The fact that Respondent, for seven years, has held the Domain Name passively
and failed, throughout this time span, to set up a webpage or to generate genuine
e-mail traffic over the Domain Name, reveals that there was no real intention
of use. A significant number of WIPO rulings have held that the passive holding
of a Domain Name, in conjunction with other circumstances that are also present
in the instant case, reveals bad faith. See CBS Broadcasting Inc. v. Edward
Enterprises, WIPO Case No. D2000-0242
for a partial listing of those decisions in 2000. It was in Telstra Corporation
Limited v. Nuclear Marshmallows, WIPO
Case No.
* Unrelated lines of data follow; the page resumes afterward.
use std::f64::consts::TAU;

pub const DEFAULT_TRIALS: u64 = 100_000;
pub const DEFAULT_BATCH_SIZE: u64 = 10_000;

pub const DEFAULT_MIN_RATIO: f64 = 1.0;
pub const DEFAULT_MAX_RATIO: f64 = 20.0;
pub const DEFAULT_RATIO_STEP: f64 = 1.0;
// Coordinates are drawn as `u * span`.
pub const DEFAULT_ANGLE_SPAN: f64 = TAU;

pub const DEFAULT_MAX_KG_STEP: f64 = 0.1;
pub const DEFAULT_MAX_KG_STOP: f64 = 1.0;
pub const MAX_THRESHOLD_KG: f64 = 1.0;
pub const DEFAULT_HISTOGRAM_THRESHOLDS: [f64; 2] = [1.0, 0.5];
pub const DEFAULT_HISTOGRAM_BINS: usize = 20;
pub const DEFAULT_HISTOGRAM_MAX: f64 = 2.0;

pub const GRID_EPSILON: f64 = 1e-9;
// Upper bound on the intervals in one sweep axis.
pub const MAX_SWEEP_STEPS: u64 = 10_000;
D2000-0003 where the further principle was established that a finding
of bad faith does not always require positive actions such as the redirections
of users or offers to sell.
In an overall assessment of the contentions and the facts mentioned above, the Panel concludes that the requirements of paragraph 4(a)(i)+(iii) of the Policy have been sufficiently made out by the Complainant, and that Respondent’s bad faith registration of the Domain Name has been proven.
In view of the circumstances and facts discussed above, the Panelist decides that the disputed Domain Name is confusingly similar or even identical to the registered trademarks in which the Complainant has rights, that the Respondent has no rights or legitimate interests in respect of the Domain Name, and that the Respondent’s Domain Name has been registered in bad faith.
Accordingly, pursuant to paragraph 4(i) of the Policy, the Panelist requires that the disputed Domain Name, <freixe.net>, shall be transferred to the Complainant.